La rencontre du hip-hop et de l’action en faveur des réfugiés

Par Rémy Dahi, fondateur de Wameed
Photographie de Rémy Dahi

Tout a commencé début 2016, lors de ma rencontre avec Tarafa Sahloul. Franco-syrien comme moi, il est présent dans le rap depuis plus de quinze ans. Ensemble, nous souhaitions nous impliquer à notre manière dans le sort de notre peuple. Tarafa avait été à l’initiative du projet Amal, un album instrumental enregistré par les meilleurs compositeurs hip-hop français ; toutes les recettes de cet album avaient été reversées à l’association syrienne A Syrian Dream, qui déploie des programmes éducatifs auprès des jeunes réfugiés syriens en Turquie.

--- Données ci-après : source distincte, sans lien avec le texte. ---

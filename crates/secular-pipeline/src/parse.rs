//! Record parser for raw delimited tables.
//!
//! Columns are addressed positionally after the header row, through small
//! layout structs with defaults matching the known source files. The
//! dividend table is the one exception: its layout is resolved from header
//! labels, since that file interleaves many columns between the ones we
//! need.
//!
//! Parsing is best-effort and partial-failure-tolerant: a short row, an
//! empty first column, or an unconvertible field skips that row with a
//! diagnostic and the pass continues.

use std::path::Path;

use csv::{ReaderBuilder, StringRecord};
use rust_decimal::Decimal;

use secular_core::error::{SeriesError, SeriesResult};
use secular_core::types::{AnnualRecord, MonthlyRecord, YieldRecord};

use crate::convert::{parse_decimal, parse_percent, parse_period, parse_price, parse_year};
use crate::report::ParseReport;

/// Records produced by one parse pass, with its diagnostics.
#[derive(Debug, Clone)]
pub struct Parsed<T> {
    /// Successfully converted records, in source row order.
    pub records: Vec<T>,
    /// Rows read and rows skipped.
    pub report: ParseReport,
}

/// Positional layout of a monthly index-level table (Shiller `ie-data`).
#[derive(Debug, Clone, Copy)]
pub struct MonthlyColumns {
    /// `YYYY.MM` period column.
    pub period: usize,
    /// Stock index level column (may carry quoting and thousands separators).
    pub stock_index: usize,
    /// Bond index level column.
    pub bond_index: usize,
    /// CPI column.
    pub cpi: usize,
    /// Minimum number of columns a row must have.
    pub min_columns: usize,
}

impl Default for MonthlyColumns {
    fn default() -> Self {
        Self {
            period: 0,
            stock_index: 1,
            bond_index: 2,
            cpi: 3,
            min_columns: 4,
        }
    }
}

impl MonthlyColumns {
    /// Width a row must have for every mapped index to be in bounds.
    fn required_width(&self) -> usize {
        let max_index = self.period.max(self.stock_index).max(self.bond_index).max(self.cpi);
        self.min_columns.max(max_index + 1)
    }
}

/// Positional layout of an annual percentage table (NYU Stern).
#[derive(Debug, Clone, Copy)]
pub struct AnnualColumns {
    /// Year column.
    pub year: usize,
    /// Inflation rate column (percentage strings).
    pub inflation: usize,
    /// Real stock return column.
    pub stock: usize,
    /// Real cash (3-month T.Bill) return column.
    pub cash: usize,
    /// Real bond (10-year T.Bond) return column.
    pub bond: usize,
    /// Minimum number of columns a row must have.
    pub min_columns: usize,
}

impl Default for AnnualColumns {
    fn default() -> Self {
        Self {
            year: 0,
            inflation: 1,
            stock: 2,
            cash: 4,
            bond: 5,
            min_columns: 6,
        }
    }
}

impl AnnualColumns {
    /// Width a row must have for every mapped index to be in bounds.
    fn required_width(&self) -> usize {
        let max_index = self
            .year
            .max(self.inflation)
            .max(self.stock)
            .max(self.cash)
            .max(self.bond);
        self.min_columns.max(max_index + 1)
    }
}

/// Header-labelled layout of the Shiller price/dividend table.
#[derive(Debug, Clone)]
pub struct YieldColumns {
    /// `YYYY.MM` period column index.
    pub period: usize,
    /// Header label of the price column.
    pub price_label: String,
    /// Header label of the dividend column.
    pub dividend_label: String,
    /// Header label of the 10-year Treasury yield column.
    pub gs10_label: String,
    /// Earliest year to keep.
    pub min_year: i32,
}

impl Default for YieldColumns {
    fn default() -> Self {
        Self {
            period: 0,
            price_label: "S&P Comp. P".into(),
            dividend_label: "Dividend D".into(),
            gs10_label: "Long Interest Rate GS10".into(),
            min_year: 1928,
        }
    }
}

impl YieldColumns {
    /// Resolves the labelled columns against a header row.
    fn resolve(&self, header: &StringRecord) -> SeriesResult<(usize, usize, usize)> {
        let find = |label: &str| {
            header
                .iter()
                .position(|cell| cell.trim() == label)
                .ok_or_else(|| SeriesError::missing_column(label))
        };
        Ok((
            find(&self.price_label)?,
            find(&self.dividend_label)?,
            find(&self.gs10_label)?,
        ))
    }
}

/// Parses a monthly index-level table into [`MonthlyRecord`]s.
///
/// # Errors
///
/// Returns [`SeriesError::SourceNotFound`] if `path` does not exist, or a
/// CSV-level error if the file cannot be read at all. Row-level failures
/// are absorbed into the [`ParseReport`].
pub fn parse_monthly_table(
    path: &Path,
    columns: &MonthlyColumns,
) -> SeriesResult<Parsed<MonthlyRecord>> {
    let mut records = Vec::new();
    let mut report = ParseReport::default();

    for_each_data_row(path, &mut report, |line, row, report| {
        if let Err(reason) = check_shape(row, columns.required_width()) {
            report.skip(line, row_content(row), reason);
            return;
        }
        let converted = (|| -> Result<MonthlyRecord, String> {
            let (year, month) = parse_period(&row[columns.period])?;
            let stock_index = parse_price(&row[columns.stock_index])?;
            let bond_index = parse_decimal(&row[columns.bond_index])?;
            let cpi = parse_decimal(&row[columns.cpi])?;
            Ok(MonthlyRecord::new(year, month, stock_index, bond_index, cpi))
        })();
        match converted {
            Ok(record) => records.push(record),
            Err(reason) => report.skip(line, row_content(row), reason),
        }
    })?;

    Ok(Parsed { records, report })
}

/// Parses an annual percentage table into [`AnnualRecord`]s.
///
/// Percentage cells (`"45.49%"`) become exact decimal fractions
/// (`0.4549`). The cash column is parsed as `Some(...)` for every row;
/// this source always carries one.
pub fn parse_annual_table(
    path: &Path,
    columns: &AnnualColumns,
) -> SeriesResult<Parsed<AnnualRecord>> {
    let mut records = Vec::new();
    let mut report = ParseReport::default();

    for_each_data_row(path, &mut report, |line, row, report| {
        if let Err(reason) = check_shape(row, columns.required_width()) {
            report.skip(line, row_content(row), reason);
            return;
        }
        let converted = (|| -> Result<AnnualRecord, String> {
            let year = parse_year(&row[columns.year])?;
            let inflation_rate = parse_percent(&row[columns.inflation])?;
            let stock_return = parse_percent(&row[columns.stock])?;
            let cash_return = parse_percent(&row[columns.cash])?;
            let bond_return = parse_percent(&row[columns.bond])?;
            Ok(AnnualRecord::new(
                year,
                stock_return,
                bond_return,
                Some(cash_return),
                inflation_rate,
            ))
        })();
        match converted {
            Ok(record) => records.push(record),
            Err(reason) => report.skip(line, row_content(row), reason),
        }
    })?;

    Ok(Parsed { records, report })
}

/// Parses the price/dividend table into December-only [`YieldRecord`]s.
///
/// Non-December rows and years before `min_year` are filtered, not
/// skipped: they carry no diagnostic. `stock_yield = dividend / price`,
/// `bond_yield = gs10 / 100`.
pub fn parse_yield_table(path: &Path, columns: &YieldColumns) -> SeriesResult<Parsed<YieldRecord>> {
    require_source(path)?;

    let mut reader = ReaderBuilder::new()
        .has_headers(false)
        .flexible(true)
        .from_path(path)?;

    let mut rows = reader.records();
    let header = match rows.next() {
        Some(header) => header?,
        None => return Err(SeriesError::artifact_format("empty yield table")),
    };
    let (price_col, dividend_col, gs10_col) = columns.resolve(&header)?;

    let mut records = Vec::new();
    let mut report = ParseReport::default();

    for (index, row) in rows.enumerate() {
        let row = row?;
        let line = index as u64 + 2; // 1-based, after the header
        report.rows_read += 1;

        let needed = price_col.max(dividend_col).max(gs10_col).max(columns.period) + 1;
        if let Err(reason) = check_shape(&row, needed) {
            report.skip(line, row_content(&row), reason);
            continue;
        }

        let converted = (|| -> Result<Option<YieldRecord>, String> {
            let (year, month) = parse_period(&row[columns.period])?;
            if month != 12 || year < columns.min_year {
                return Ok(None);
            }
            let price = parse_price(&row[price_col])?;
            let dividend = parse_decimal(&row[dividend_col])?;
            let gs10 = parse_decimal(&row[gs10_col])?;
            if price.is_zero() {
                return Err("zero price, dividend yield undefined".into());
            }
            let stock_yield = dividend / price;
            let bond_yield = gs10 / Decimal::ONE_HUNDRED;
            Ok(Some(YieldRecord::new(year, stock_yield, bond_yield)))
        })();
        match converted {
            Ok(Some(record)) => records.push(record),
            Ok(None) => {}
            Err(reason) => report.skip(line, row_content(&row), reason),
        }
    }

    Ok(Parsed { records, report })
}

/// Verifies the source exists before opening it.
fn require_source(path: &Path) -> SeriesResult<()> {
    if !path.exists() {
        return Err(SeriesError::source_not_found(path.display().to_string()));
    }
    Ok(())
}

/// Row-shape gate: column count and a non-empty first column.
fn check_shape(row: &StringRecord, min_columns: usize) -> Result<(), String> {
    if row.len() < min_columns {
        return Err(format!(
            "short row: {} columns, expected at least {min_columns}",
            row.len()
        ));
    }
    if row[0].trim().is_empty() {
        return Err("empty first column".into());
    }
    Ok(())
}

fn row_content(row: &StringRecord) -> String {
    row.iter().collect::<Vec<_>>().join(",")
}

/// Iterates the data rows of a headered table, tracking line numbers.
fn for_each_data_row<F>(path: &Path, report: &mut ParseReport, mut visit: F) -> SeriesResult<()>
where
    F: FnMut(u64, &StringRecord, &mut ParseReport),
{
    require_source(path)?;

    let mut reader = ReaderBuilder::new()
        .has_headers(false)
        .flexible(true)
        .from_path(path)?;

    for (index, row) in reader.records().enumerate() {
        let row = row?;
        if index == 0 {
            continue; // header
        }
        report.rows_read += 1;
        visit(index as u64 + 1, &row, report);
    }
    Ok(())
}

Cette fois, je lui ai proposé d’aller plus loin : permettre à des réfugiés de produire et d’enregistrer eux-mêmes un album complet de musique hip-hop.

C’est alors qu’est intervenue une rencontre décisive : celle de Jérémy Lachal, directeur général de l’ONG Bibliothèques Sans Frontières. Depuis plusieurs années, BSF a construit une présence au Moyen-Orient à travers le déploiement de l’Ideas Box, une médiathèque en kit qui contient des ressources culturelles aux formats physique et numérique et qui permet l’accès à la culture de publics en grande vulnérabilité. Lorsque je lui ai présenté ce projet, il a tout de suite été séduit car nous nous sommes retrouvés sur une vision commune : la création artistique comme moyen de se construire.

Wameed, « étincelle » en arabe, était né, comme l’étincelle que nous voulons voir dans les yeux des participants, par le processus de création artistique.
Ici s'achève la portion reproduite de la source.